# Let's allow him on the couch...



## mylissyk (Feb 25, 2007)

Well it's his spot on the couch!!! LOL

I love these dogs, they just make me happy.


----------



## CAROLINA MOM (May 12, 2009)

That's great, he's one happy and comfortable boy. 

Love how they take over our couches, beds...... make themselves right at home.


----------



## Neeko13 (Jul 10, 2010)

HAHAHAHAHAHAHAHA!!!! Arent they just adorable!!!! He has found his spot, now you need a new spot!!!!:grin2::grin2:


----------



## swishywagga (Nov 13, 2012)

That's so cute!.


----------



## craigtoo (Jan 6, 2016)

Sure! Let him on the couch! So cute! 

What I thought would happen everyday...















What actually happens everyday......


----------



## Otis-Agnes (Nov 24, 2015)

Ha ha... that's exactly how our Penny looks on the couch! Agnes


----------



## Macca (Aug 11, 2011)

CAROLINA MOM said:


> That's great, he's one happy and comfortable boy.
> 
> *Love how they take over our couches, beds...... make themselves right at home.*


And also insert the word "hearts" in there, after couches and beds!
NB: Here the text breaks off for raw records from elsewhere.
//! Cache inspection MCP tools.
//!
//! This module provides read-only views of the worker's named caches.

pub mod get;
pub mod list;

pub use get::{CacheGetParams, get_impl};
pub use list::list_impl;
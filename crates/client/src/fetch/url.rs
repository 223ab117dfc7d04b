//! URL resolution for manifest entries and intercepted requests.

use url::Url;

/// Error type for URL resolution failures.
#[derive(Debug, Clone, thiserror::Error)]
pub enum UrlError {
    #[error("empty URL")]
    Empty,

    #[error("unsupported scheme: {0}")]
    UnsupportedScheme(String),

    #[error("invalid URL: {0}")]
    InvalidUrl(String),
}

/// True for the schemes the worker intercepts.
pub fn is_http(url: &Url) -> bool {
    matches!(url.scheme(), "http" | "https")
}

/// Resolve a manifest path or request URL against the application origin.
///
/// Normalization steps:
/// 1. Trim leading/trailing whitespace
/// 2. Resolve relative paths (`./`, `/style.css`) against `origin`
/// 3. Reject non-http(s) schemes
/// 4. Remove fragment (#...)
/// 5. Keep query string intact (do not reorder)
pub fn resolve(origin: &Url, input: &str) -> Result<Url, UrlError> {
    let trimmed = input.trim();

    if trimmed.is_empty() {
        return Err(UrlError::Empty);
    }

    let mut resolved = origin.join(trimmed).map_err(|e| UrlError::InvalidUrl(e.to_string()))?;

    if !is_http(&resolved) {
        return Err(UrlError::UnsupportedScheme(resolved.scheme().to_string()));
    }

    resolved.set_fragment(None);

    Ok(resolved)
}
And due to that, we're happy to share everything with them!


----------



## CAROLINA MOM (May 12, 2009)

Absolutely!.........


----------



## sophieanne (Feb 4, 2014)

If i didn't know better i would've thought it was a photo of my couch . I love the picture; looks like a very content golden


----------



## goldendoggo (Nov 17, 2018)

Wow, king of the couch already?! Hahaha


----------